BEGIN Data for this exercise

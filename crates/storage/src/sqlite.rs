//! SQLite-backed row store.
//!
//! Axis values are persisted raw (unscaled integers), matching the decoder's
//! wire representation, so scaling can change without a migration.

use std::path::Path;
use std::sync::Mutex;

use rusqlite::{params, params_from_iter, Connection};
use tracing::debug;

use contracts::{AxisTriple, BufferedReading, RowStore, StoredReading, TelemetryError};

pub struct SqliteRowStore {
    conn: Mutex<Connection>,
}

impl std::fmt::Debug for SqliteRowStore {
    fn fmt(&self, f: &mut std::fmt::Formatter<'_>) -> std::fmt::Result {
        f.debug_struct("SqliteRowStore").finish_non_exhaustive()
    }
}

fn sql_err(kind: &str, e: rusqlite::Error) -> TelemetryError {
    match kind {
        "write" => TelemetryError::storage_write(e.to_string()),
        _ => TelemetryError::storage_query(e.to_string()),
    }
}

impl SqliteRowStore {
    pub fn open(path: impl AsRef<Path>) -> Result<Self, TelemetryError> {
        let conn = Connection::open(path).map_err(|e| sql_err("write", e))?;
        Self::init(conn)
    }

    pub fn open_in_memory() -> Result<Self, TelemetryError> {
        let conn = Connection::open_in_memory().map_err(|e| sql_err("write", e))?;
        Self::init(conn)
    }

    fn init(conn: Connection) -> Result<Self, TelemetryError> {
        conn.execute_batch(
            r#"
            CREATE TABLE IF NOT EXISTS readings (
                id INTEGER PRIMARY KEY AUTOINCREMENT,
                timestamp INTEGER NOT NULL,
                ppg INTEGER,
                acc_x INTEGER, acc_y INTEGER, acc_z INTEGER,
                gyro_x INTEGER, gyro_y INTEGER, gyro_z INTEGER,
                synced INTEGER NOT NULL DEFAULT 0
            );
            CREATE INDEX IF NOT EXISTS idx_readings_synced ON readings(synced, id);
            "#,
        )
        .map_err(|e| sql_err("write", e))?;
        debug!("row store schema ready");
        Ok(Self {
            conn: Mutex::new(conn),
        })
    }

    fn lock(&self) -> Result<std::sync::MutexGuard<'_, Connection>, TelemetryError> {
        self.conn
            .lock()
            .map_err(|_| TelemetryError::storage_query("connection lock poisoned"))
    }

    fn update_synced(&self, ids: &[i64], synced: bool) -> Result<(), TelemetryError> {
        if ids.is_empty() {
            return Ok(());
        }
        let conn = self.lock()?;
        let placeholders = vec!["?"; ids.len()].join(",");
        let sql = format!(
            "UPDATE readings SET synced = {} WHERE id IN ({placeholders})",
            synced as i64
        );
        conn.execute(&sql, params_from_iter(ids.iter()))
            .map_err(|e| sql_err("write", e))?;
        Ok(())
    }
}

impl RowStore for SqliteRowStore {
    fn insert_batch(&self, readings: &[BufferedReading]) -> Result<(), TelemetryError> {
        let mut conn = self.lock()?;
        let tx = conn.transaction().map_err(|e| sql_err("write", e))?;
        {
            let mut stmt = tx
                .prepare_cached(
                    "INSERT INTO readings \
                     (timestamp, ppg, acc_x, acc_y, acc_z, gyro_x, gyro_y, gyro_z) \
                     VALUES (?1, ?2, ?3, ?4, ?5, ?6, ?7, ?8)",
                )
                .map_err(|e| sql_err("write", e))?;
            for r in readings {
                stmt.execute(params![
                    r.timestamp_ms,
                    r.ppg,
                    r.acc.map(|a| a.x),
                    r.acc.map(|a| a.y),
                    r.acc.map(|a| a.z),
                    r.gyro.map(|g| g.x),
                    r.gyro.map(|g| g.y),
                    r.gyro.map(|g| g.z),
                ])
                .map_err(|e| sql_err("write", e))?;
            }
        }
        tx.commit().map_err(|e| sql_err("write", e))
    }

    fn unsynced_count(&self) -> Result<u64, TelemetryError> {
        let conn = self.lock()?;
        conn.query_row(
            "SELECT COUNT(*) FROM readings WHERE synced = 0",
            [],
            |row| row.get::<_, i64>(0),
        )
        .map(|n| n as u64)
        .map_err(|e| sql_err("query", e))
    }

    fn unsynced_time_range(&self) -> Result<Option<(i64, i64)>, TelemetryError> {
        let conn = self.lock()?;
        let (lo, hi): (Option<i64>, Option<i64>) = conn
            .query_row(
                "SELECT MIN(timestamp), MAX(timestamp) FROM readings WHERE synced = 0",
                [],
                |row| Ok((row.get(0)?, row.get(1)?)),
            )
            .map_err(|e| sql_err("query", e))?;
        Ok(lo.zip(hi))
    }

    fn fetch_unsynced(&self, limit: usize) -> Result<Vec<StoredReading>, TelemetryError> {
        let conn = self.lock()?;
        let mut stmt = conn
            .prepare_cached(
                "SELECT id, timestamp, ppg, acc_x, acc_y, acc_z, gyro_x, gyro_y, gyro_z \
                 FROM readings WHERE synced = 0 ORDER BY id ASC LIMIT ?1",
            )
            .map_err(|e| sql_err("query", e))?;
        let rows = stmt
            .query_map(params![limit as i64], |row| {
                let acc = match (
                    row.get::<_, Option<i16>>(3)?,
                    row.get::<_, Option<i16>>(4)?,
                    row.get::<_, Option<i16>>(5)?,
                ) {
                    (Some(x), Some(y), Some(z)) => Some(AxisTriple::new(x, y, z)),
                    _ => None,
                };
                let gyro = match (
                    row.get::<_, Option<i16>>(6)?,
                    row.get::<_, Option<i16>>(7)?,
                    row.get::<_, Option<i16>>(8)?,
                ) {
                    (Some(x), Some(y), Some(z)) => Some(AxisTriple::new(x, y, z)),
                    _ => None,
                };
                Ok(StoredReading {
                    id: row.get(0)?,
                    reading: BufferedReading {
                        timestamp_ms: row.get(1)?,
                        ppg: row.get(2)?,
                        acc,
                        gyro,
                    },
                    synced: false,
                })
            })
            .map_err(|e| sql_err("query", e))?
            .collect::<Result<Vec<_>, _>>()
            .map_err(|e| sql_err("query", e))?;
        Ok(rows)
    }

    fn mark_synced(&self, ids: &[i64]) -> Result<(), TelemetryError> {
        self.update_synced(ids, true)
    }

    fn reset_synced(&self, ids: &[i64]) -> Result<(), TelemetryError> {
        self.update_synced(ids, false)
    }
}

END Data for this exercise

=== Assignment ===
I'd like the entries above reproduced in full, exactly as they stand.

=== Task solution ===
filename crates/storage/src/sqlite.rs
//! SQLite-backed row store.
//!
//! Axis values are persisted raw (unscaled integers), matching the decoder's
//! wire representation, so scaling can change without a migration.

use std::path::Path;
use std::sync::Mutex;

use rusqlite::{params, params_from_iter, Connection};
use tracing::debug;

use contracts::{AxisTriple, BufferedReading, RowStore, StoredReading, TelemetryError};

pub struct SqliteRowStore {
    conn: Mutex<Connection>,
}

impl std::fmt::Debug for SqliteRowStore {
    fn fmt(&self, f: &mut std::fmt::Formatter<'_>) -> std::fmt::Result {
        f.debug_struct("SqliteRowStore").finish_non_exhaustive()
    }
}

fn sql_err(kind: &str, e: rusqlite::Error) -> TelemetryError {
    match kind {
        "write" => TelemetryError::storage_write(e.to_string()),
        _ => TelemetryError::storage_query(e.to_string()),
    }
}

impl SqliteRowStore {
    pub fn open(path: impl AsRef<Path>) -> Result<Self, TelemetryError> {
        let conn = Connection::open(path).map_err(|e| sql_err("write", e))?;
        Self::init(conn)
    }

    pub fn open_in_memory() -> Result<Self, TelemetryError> {
        let conn = Connection::open_in_memory().map_err(|e| sql_err("write", e))?;
        Self::init(conn)
    }

    fn init(conn: Connection) -> Result<Self, TelemetryError> {
        conn.execute_batch(
            r#"
            CREATE TABLE IF NOT EXISTS readings (
                id INTEGER PRIMARY KEY AUTOINCREMENT,
                timestamp INTEGER NOT NULL,
                ppg INTEGER,
                acc_x INTEGER, acc_y INTEGER, acc_z INTEGER,
                gyro_x INTEGER, gyro_y INTEGER, gyro_z INTEGER,
                synced INTEGER NOT NULL DEFAULT 0
            );
            CREATE INDEX IF NOT EXISTS idx_readings_synced ON readings(synced, id);
            "#,
        )
        .map_err(|e| sql_err("write", e))?;
        debug!("row store schema ready");
        Ok(Self {
            conn: Mutex::new(conn),
        })
    }

    fn lock(&self) -> Result<std::sync::MutexGuard<'_, Connection>, TelemetryError> {
        self.conn
            .lock()
            .map_err(|_| TelemetryError::storage_query("connection lock poisoned"))
    }

    fn update_synced(&self, ids: &[i64], synced: bool) -> Result<(), TelemetryError> {
        if ids.is_empty() {
            return Ok(());
        }
        let conn = self.lock()?;
        let placeholders = vec!["?"; ids.len()].join(",");
        let sql = format!(
            "UPDATE readings SET synced = {} WHERE id IN ({placeholders})",
            synced as i64
        );
        conn.execute(&sql, params_from_iter(ids.iter()))
            .map_err(|e| sql_err("write", e))?;
        Ok(())
    }
}

impl RowStore for SqliteRowStore {
    fn insert_batch(&self, readings: &[BufferedReading]) -> Result<(), TelemetryError> {
        let mut conn = self.lock()?;
        let tx = conn.transaction().map_err(|e| sql_err("write", e))?;
        {
            let mut stmt = tx
                .prepare_cached(
                    "INSERT INTO readings \
                     (timestamp, ppg, acc_x, acc_y, acc_z, gyro_x, gyro_y, gyro_z) \
                     VALUES (?1, ?2, ?3, ?4, ?5, ?6, ?7, ?8)",
                )
                .map_err(|e| sql_err("write", e))?;
            for r in readings {
                stmt.execute(params![
                    r.timestamp_ms,
                    r.ppg,
                    r.acc.map(|a| a.x),
                    r.acc.map(|a| a.y),
                    r.acc.map(|a| a.z),
                    r.gyro.map(|g| g.x),
                    r.gyro.map(|g| g.y),
                    r.gyro.map(|g| g.z),
                ])
                .map_err(|e| sql_err("write", e))?;
            }
        }
        tx.commit().map_err(|e| sql_err("write", e))
    }

    fn unsynced_count(&self) -> Result<u64, TelemetryError> {
        let conn = self.lock()?;
        conn.query_row(
            "SELECT COUNT(*) FROM readings WHERE synced = 0",
            [],
            |row| row.get::<_, i64>(0),
        )
        .map(|n| n as u64)
        .map_err(|e| sql_err("query", e))
    }

    fn unsynced_time_range(&self) -> Result<Option<(i64, i64)>, TelemetryError> {
        let conn = self.lock()?;
        let (lo, hi): (Option<i64>, Option<i64>) = conn
            .query_row(
                "SELECT MIN(timestamp), MAX(timestamp) FROM readings WHERE synced = 0",
                [],
                |row| Ok((row.get(0)?, row.get(1)?)),
            )
            .map_err(|e| sql_err("query", e))?;
        Ok(lo.zip(hi))
    }

    fn fetch_unsynced(&self, limit: usize) -> Result<Vec<StoredReading>, TelemetryError> {
        let conn = self.lock()?;
        let mut stmt = conn
            .prepare_cached(
                "SELECT id, timestamp, ppg, acc_x, acc_y, acc_z, gyro_x, gyro_y, gyro_z \
                 FROM readings WHERE synced = 0 ORDER BY id ASC LIMIT ?1",
            )
            .map_err(|e| sql_err("query", e))?;
        let rows = stmt
            .query_map(params![limit as i64], |row| {
                let acc = match (
                    row.get::<_, Option<i16>>(3)?,
                    row.get::<_, Option<i16>>(4)?,
                    row.get::<_, Option<i16>>(5)?,
                ) {
                    (Some(x), Some(y), Some(z)) => Some(AxisTriple::new(x, y, z)),
                    _ => None,
                };
                let gyro = match (
                    row.get::<_, Option<i16>>(6)?,
                    row.get::<_, Option<i16>>(7)?,
                    row.get::<_, Option<i16>>(8)?,
                ) {
                    (Some(x), Some(y), Some(z)) => Some(AxisTriple::new(x, y, z)),
                    _ => None,
                };
                Ok(StoredReading {
                    id: row.get(0)?,
                    reading: BufferedReading {
                        timestamp_ms: row.get(1)?,
                        ppg: row.get(2)?,
                        acc,
                        gyro,
                    },
                    synced: false,
                })
            })
            .map_err(|e| sql_err("query", e))?
            .collect::<Result<Vec<_>, _>>()
            .map_err(|e| sql_err("query", e))?;
        Ok(rows)
    }

    fn mark_synced(&self, ids: &[i64]) -> Result<(), TelemetryError> {
        self.update_synced(ids, true)
    }

    fn reset_synced(&self, ids: &[i64]) -> Result<(), TelemetryError> {
        self.update_synced(ids, false)
    }
}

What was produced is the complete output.